__TASK DIRECTIONS__: What is needed is an exact retyping of the records below, from the first line through the line that contains "pub struct TestEnvironment".

__Dataset entries__:
'''
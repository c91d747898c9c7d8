// Test helpers for isolated testing
// Provides throwaway workspaces and a local stand-in for the Repology API,
// so nothing here touches the network or the real cache files.
#![allow(dead_code)]

use pkgmap::config::{Paths, Settings};
use pkgmap::error::{MapError, Result};
use pkgmap::homebrew::{BrewPackage, HomebrewLookup};
use std::collections::{HashMap, HashSet};
use std::path::PathBuf;
use std::sync::{Arc, Mutex};
use std::time::Duration;
use tempfile::TempDir;
use tokio::io::{AsyncReadExt, AsyncWriteExt};
use tokio::net::TcpListener;

/// Isolated workspace holding every file pkgmap reads or writes
/// Automatically cleaned up when dropped
pub struct TestEnvironment {
    pub temp_dir: TempDir,
    pub root: PathBuf,
    pub paths: Paths,
}

impl TestEnvironment {
    pub fn new() -> Self {
        let temp_dir = TempDir::new().expect("Failed to create temp directory");
        let root = temp_dir.path().to_path_buf();
        let paths = Paths {
            cache: root.join(".repology_cache.json"),
            name_mappings: root.join("package_name_mappings.json"),
            universe: root.join("package_mappings.toml"),
            overrides: root.join("packages").join("custom_install.json"),
            package_lists: Vec::new(),
        };

        Self {
            temp_dir,
            root,
            paths,
        }
    }

    /// Write a universe with one empty section per name.
    pub fn write_universe(&self, names: &[&str]) {
        let content: String = names
            .iter()
            .map(|name| format!("[{}]\n\n", toml_key(name)))
            .collect();
        std::fs::write(&self.paths.universe, content).unwrap();
    }

    pub fn write_name_mappings(&self, pairs: &[(&str, &str)]) {
        let map: serde_json::Map<String, serde_json::Value> = pairs
            .iter()
            .map(|(k, v)| (k.to_string(), serde_json::Value::String(v.to_string())))
            .collect();
        let json = serde_json::json!({ "homebrew_to_repology": map });
        std::fs::write(&self.paths.name_mappings, json.to_string()).unwrap();
    }

    pub fn write_overrides(&self, json: &str) {
        std::fs::create_dir_all(self.paths.overrides.parent().unwrap()).unwrap();
        std::fs::write(&self.paths.overrides, json).unwrap();
    }

    pub fn write_cache(&self, json: &str) {
        std::fs::write(&self.paths.cache, json).unwrap();
    }

    /// Add a package list file and register it in `paths`.
    pub fn add_package_list(&mut self, file_name: &str, content: &str) -> PathBuf {
        let path = self.root.join(file_name);
        std::fs::write(&path, content).unwrap();
        self.paths.package_lists.push(path.clone());
        path
    }

    pub fn read_cache_json(&self) -> serde_json::Value {
        let content = std::fs::read_to_string(&self.paths.cache).unwrap();
        serde_json::from_str(&content).unwrap()
    }

    /// Settings pointing at `repology_url` with no rate-limit delay.
    pub fn settings(&self, repology_url: &str) -> Settings {
        Settings {
            repology_url: repology_url.to_string(),
            rate_limit_delay: Duration::ZERO,
            request_timeout: Duration::from_secs(5),
            ..Settings::default()
        }
    }
}

impl Default for TestEnvironment {
    fn default() -> Self {
        Self::new()
    }
}

fn toml_key(name: &str) -> String {
    if name
        .chars()
        .all(|c| c.is_ascii_alphanumeric() || c == '-' || c == '_')
    {
        name.to_string()
    } else {
        format!("\"{}\"", name)
    }
}

type Routes = Arc<Mutex<HashMap<String, (u16, String)>>>;

/// Minimal HTTP server answering `/api/v1/project/<name>` requests.
///
/// Unknown projects get a 404. Every requested project name is recorded.
pub struct MockRepology {
    pub url: String,
    routes: Routes,
    hits: Arc<Mutex<Vec<String>>>,
}

const PROJECT_PREFIX: &str = "/api/v1/project/";

impl MockRepology {
    pub async fn start() -> Self {
        let listener = TcpListener::bind("127.0.0.1:0").await.unwrap();
        let url = format!("http://{}", listener.local_addr().unwrap());
        let routes: Routes = Arc::new(Mutex::new(HashMap::new()));
        let hits = Arc::new(Mutex::new(Vec::new()));

        let server_routes = routes.clone();
        let server_hits = hits.clone();
        tokio::spawn(async move {
            loop {
                let Ok((mut socket, _)) = listener.accept().await else {
                    break;
                };
                let routes = server_routes.clone();
                let hits = server_hits.clone();
                tokio::spawn(async move {
                    let mut request = Vec::new();
                    let mut buf = [0u8; 1024];
                    while !request.windows(4).any(|w| w == b"\r\n\r\n") {
                        match socket.read(&mut buf).await {
                            Ok(0) | Err(_) => return,
                            Ok(n) => request.extend_from_slice(&buf[..n]),
                        }
                    }

                    let request = String::from_utf8_lossy(&request);
                    let path = request
                        .lines()
                        .next()
                        .and_then(|line| line.split_whitespace().nth(1))
                        .unwrap_or("/")
                        .to_string();
                    let project = path.strip_prefix(PROJECT_PREFIX).unwrap_or(&path).to_string();
                    hits.lock().unwrap().push(project.clone());

                    let (status, body) = routes
                        .lock()
                        .unwrap()
                        .get(&project)
                        .cloned()
                        .unwrap_or((404, "[]".to_string()));
                    let response = format!(
                        "HTTP/1.1 {} {}\r\nContent-Type: application/json\r\nContent-Length: {}\r\nConnection: close\r\n\r\n{}",
                        status,
                        reason(status),
                        body.len(),
                        body
                    );
                    let _ = socket.write_all(response.as_bytes()).await;
                    let _ = socket.shutdown().await;
                });
            }
        });

        Self { url, routes, hits }
    }

    /// Answer requests for `project` with `status` and `body`.
    pub fn respond(&self, project: &str, status: u16, body: &str) {
        self.routes
            .lock()
            .unwrap()
            .insert(project.to_string(), (status, body.to_string()));
    }

    /// Answer `project` with a 200 and the given repository entries.
    pub fn found(&self, project: &str, entries: serde_json::Value) {
        self.respond(project, 200, &entries.to_string());
    }

    /// Project names requested so far, in order.
    pub fn hits(&self) -> Vec<String> {
        self.hits.lock().unwrap().clone()
    }

    pub fn hit_count(&self, project: &str) -> usize {
        self.hits().iter().filter(|p| *p == project).count()
    }
}

fn reason(status: u16) -> &'static str {
    match status {
        200 => "OK",
        403 => "Forbidden",
        404 => "Not Found",
        429 => "Too Many Requests",
        500 => "Internal Server Error",
        503 => "Service Unavailable",
        _ => "Unknown",
    }
}

/// A typical formula with distro packages everywhere.
pub fn distro_entries(name: &str, summary: &str) -> serde_json::Value {
    serde_json::json!([
        { "repo": "arch", "binname": name, "summary": summary },
        { "repo": "debian_12", "binname": name },
        { "repo": "ubuntu_24_04", "binname": name },
        { "repo": "fedora_40", "binname": name },
        { "repo": "homebrew", "srcname": name },
    ])
}

/// In-memory [`HomebrewLookup`].
#[derive(Default)]
pub struct FakeBrew {
    pub installed: bool,
    pub packages: HashMap<String, BrewPackage>,
    pub failing: HashSet<String>,
    pub lookups: Mutex<Vec<String>>,
}

impl FakeBrew {
    pub fn installed() -> Self {
        Self {
            installed: true,
            ..Default::default()
        }
    }

    pub fn with_package(mut self, name: &str, package: BrewPackage) -> Self {
        self.packages.insert(name.to_string(), package);
        self
    }

    pub fn failing_on(mut self, name: &str) -> Self {
        self.failing.insert(name.to_string());
        self
    }
}

impl HomebrewLookup for FakeBrew {
    fn available(&self) -> bool {
        self.installed
    }

    fn lookup(&self, name: &str) -> Result<Option<BrewPackage>> {
        self.lookups.lock().unwrap().push(name.to_string());
        if self.failing.contains(name) {
            return Err(MapError::Homebrew {
                package: name.to_string(),
                reason: "brew exploded".to_string(),
            });
        }
        Ok(self.packages.get(name).cloned())
    }
}

#[cfg(test)]
mod tests {
    use super::*;

    #[test]
    fn test_environment_paths_are_isolated() {
        let env1 = TestEnvironment::new();
        let env2 = TestEnvironment::new();

        assert_ne!(env1.paths.cache, env2.paths.cache);
        assert!(env1.paths.cache.starts_with(&env1.root));
        assert!(!env1.paths.cache.exists());
    }

    #[test]
    fn test_environment_cleanup() {
        let root = {
            let env = TestEnvironment::new();
            env.write_universe(&["bat"]);
            env.root.clone()
        };

        assert!(!root.exists());
    }

    #[test]
    fn test_universe_writer_quotes_names() {
        let env = TestEnvironment::new();
        env.write_universe(&["bat", "python@3.12"]);
        let names = pkgmap::universe::load_universe(&env.paths.universe).unwrap();
        assert_eq!(names, vec!["bat", "python@3.12"]);
    }

    #[tokio::test]
    async fn test_mock_server_routes() {
        let server = MockRepology::start().await;
        server.respond("bat", 200, "[]");

        let ok = reqwest::get(format!("{}/api/v1/project/bat", server.url))
            .await
            .unwrap();
        assert_eq!(ok.status().as_u16(), 200);

        let missing = reqwest::get(format!("{}/api/v1/project/nope", server.url))
            .await
            .unwrap();
        assert_eq!(missing.status().as_u16(), 404);

        assert_eq!(server.hits(), vec!["bat", "nope"]);
    }
}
'''
__THE COMPLETED TASK__:
repository c91d747898c9c7d8
// Test helpers for isolated testing
// Provides throwaway workspaces and a local stand-in for the Repology API,
// so nothing here touches the network or the real cache files.
#![allow(dead_code)]

use pkgmap::config::{Paths, Settings};
use pkgmap::error::{MapError, Result};
use pkgmap::homebrew::{BrewPackage, HomebrewLookup};
use std::collections::{HashMap, HashSet};
use std::path::PathBuf;
use std::sync::{Arc, Mutex};
use std::time::Duration;
use tempfile::TempDir;
use tokio::io::{AsyncReadExt, AsyncWriteExt};
use tokio::net::TcpListener;

/// Isolated workspace holding every file pkgmap reads or writes
/// Automatically cleaned up when dropped
pub struct TestEnvironment {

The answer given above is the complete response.